Passenger comfort levels are exceptionally high with ample space for three adults in the back and storage options also impress thanks to a boot, accessed via a powered tailgate, that can swallow 483 litres of luggage – increasing to 1,410 litres with the 60:40 split-folding rear seats dropped flat.

Storage options throughout the cabin are good too with a practically-sized glovebox, door bins, a central cubby box, trays, front cup holders along with two more in the fold-down rear armrest and seatback pockets.

As one would expect, Volvo has packed the XC60 with safety features and driver assist systems to protect occupants, other road users and also help prevent accidents from happening in the first place.

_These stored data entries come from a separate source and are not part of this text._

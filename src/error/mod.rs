mod app_error;
mod conversions;
mod db_mapping;


pub use app_error::{AppError, AppResult, ValidationIssue};
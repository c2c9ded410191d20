pub mod geo;
pub mod masjid;
pub mod ranking;

pub use geo::{extract_coordinates, haversine_km, maps_link, Coordinates, EARTH_RADIUS_KM};
pub use masjid::{bulk_masjid_ids, next_masjid_id, Masjid, MasjidChanges, NewMasjid};
pub use ranking::{filter_by_text, rank_by_distance, RankedMasjid};
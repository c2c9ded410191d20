//! Default response headers added to every reply.

use actix_web::{test as actix_test, web, App, HttpResponse};
use masjid_directory::security::security_headers;

#[actix_rt::test]
async fn test_security_headers_are_added() {
    let app = actix_test::init_service(
        App::new()
            .wrap(security_headers())
            .route("/", web::get().to(HttpResponse::Ok)),
    )
    .await;

    let req = actix_test::TestRequest::get().uri("/").to_request();
    let resp = actix_test::call_service(&app, req).await;
    let header = |name: &str| {
        resp.headers()
            .get(name)
            .and_then(|v| v.to_str().ok())
            .map(str::to_string)
    };

    assert_eq!(header("X-Content-Type-Options").as_deref(), Some("nosniff"));
    assert_eq!(header("X-Frame-Options").as_deref(), Some("DENY"));
    assert_eq!(
        header("Referrer-Policy").as_deref(),
        Some("strict-origin-when-cross-origin")
    );
    assert_eq!(
        header("Content-Security-Policy").as_deref(),
        Some("default-src 'none'; frame-ancestors 'none'")
    );
}

#[actix_rt::test]
async fn test_security_headers_keep_handler_values() {
    let app = actix_test::init_service(
        App::new().wrap(security_headers()).route(
            "/",
            web::get().to(|| async {
                HttpResponse::Ok()
                    .insert_header(("X-Frame-Options", "SAMEORIGIN"))
                    .finish()
            }),
        ),
    )
    .await;

    let req = actix_test::TestRequest::get().uri("/").to_request();
    let resp = actix_test::call_service(&app, req).await;

    assert_eq!(
        resp.headers()
            .get("X-Frame-Options")
            .and_then(|v| v.to_str().ok()),
        Some("SAMEORIGIN")
    );
}
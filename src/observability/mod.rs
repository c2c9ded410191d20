pub mod error_tracking;

use std::sync::atomic::{AtomicU64, Ordering};

#[derive(Default)]
pub struct AppMetrics {
    request_count: AtomicU64,
    error_count: AtomicU64,
    latency_total_ms: AtomicU64,
    latency_count: AtomicU64,
    listings_total: AtomicU64,
    ranked_listings_total: AtomicU64,
    masjids_created_total: AtomicU64,
}

impl AppMetrics {
    pub fn record_request(&self, status: u16, latency_ms: u64) {
        self.request_count.fetch_add(1, Ordering::Relaxed);
        if status >= 500 {
            self.error_count.fetch_add(1, Ordering::Relaxed);
        }
        self.latency_total_ms
            .fetch_add(latency_ms, Ordering::Relaxed);
        self.latency_count.fetch_add(1, Ordering::Relaxed);
    }

    /// Counts a directory listing; `ranked` is true when the caller sent a position.
    pub fn record_listing(&self, ranked: bool) {
        self.listings_total.fetch_add(1, Ordering::Relaxed);
        if ranked {
            self.ranked_listings_total.fetch_add(1, Ordering::Relaxed);
        }
    }

    pub fn record_masjids_created(&self, count: u64) {
        self.masjids_created_total
            .fetch_add(count, Ordering::Relaxed);
    }

    pub fn render_prometheus(&self, db_size: u32, db_idle: usize) -> String {
        let count = self.latency_count.load(Ordering::Relaxed).max(1);
        let avg_latency = self.latency_total_ms.load(Ordering::Relaxed) as f64 / count as f64;

        format!(
            concat!(
                "# TYPE http_requests_total counter\n",
                "http_requests_total {}\n",
                "# TYPE http_error_total counter\n",
                "http_error_total {}\n",
                "# TYPE http_latency_avg_ms gauge\n",
                "http_latency_avg_ms {:.2}\n",
                "# TYPE masjid_listings_total counter\n",
                "masjid_listings_total {}\n",
                "# TYPE masjid_ranked_listings_total counter\n",
                "masjid_ranked_listings_total {}\n",
                "# TYPE masjids_created_total counter\n",
                "masjids_created_total {}\n",
                "# TYPE db_pool_size gauge\n",
                "db_pool_size {}\n",
                "# TYPE db_pool_idle gauge\n",
                "db_pool_idle {}\n",
            ),
            self.request_count.load(Ordering::Relaxed),
            self.error_count.load(Ordering::Relaxed),
            avg_latency,
            self.listings_total.load(Ordering::Relaxed),
            self.ranked_listings_total.load(Ordering::Relaxed),
            self.masjids_created_total.load(Ordering::Relaxed),
            db_size,
            db_idle,
        )
    }
}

The car was awarded the maximum five stars when tested for its Euro NCAP safety rating and boasts the likes of city safety with steering support which includes pedestrian, cyclist and large animal detection, and front collision warning with fully automatic emergency braking and steering assistance. There is run-off road protection, oncoming lane mitigation and automatic headlights with active high beam.

Our car also featured Intellisafe Surround with blind spot information system and steer assist cross traffic alert, autobrake and rear collision mitigation. This optional extra added £1,500 to the price-tag and also included the Pilot Assist system with adaptive cruise control.

All in all, it would seem that Volvo has not only triumphed in its ambition to compete with the high-end manufacturers, but in many areas, it has excelled and actually overtaken them regarding styling, performance. quality and safety.

Test Drive

Volvo XC60 T8 Twin engine AWD Inscription Pro (2020)

VOLVO’S extensive XC60 SUV line-up offers a model for all occasions with buyers able to select from petrol, diesel, plug-in hybrids, 2WD or 4WD versions, along with a great choice of generously-equipped trim levels.

With the strong emphasis on cleaner motoring these days, we opted for the T8 Twin engine version that combines a powerful 303hp petrol engine with an 87hp electric motor and it didn’t disappoint.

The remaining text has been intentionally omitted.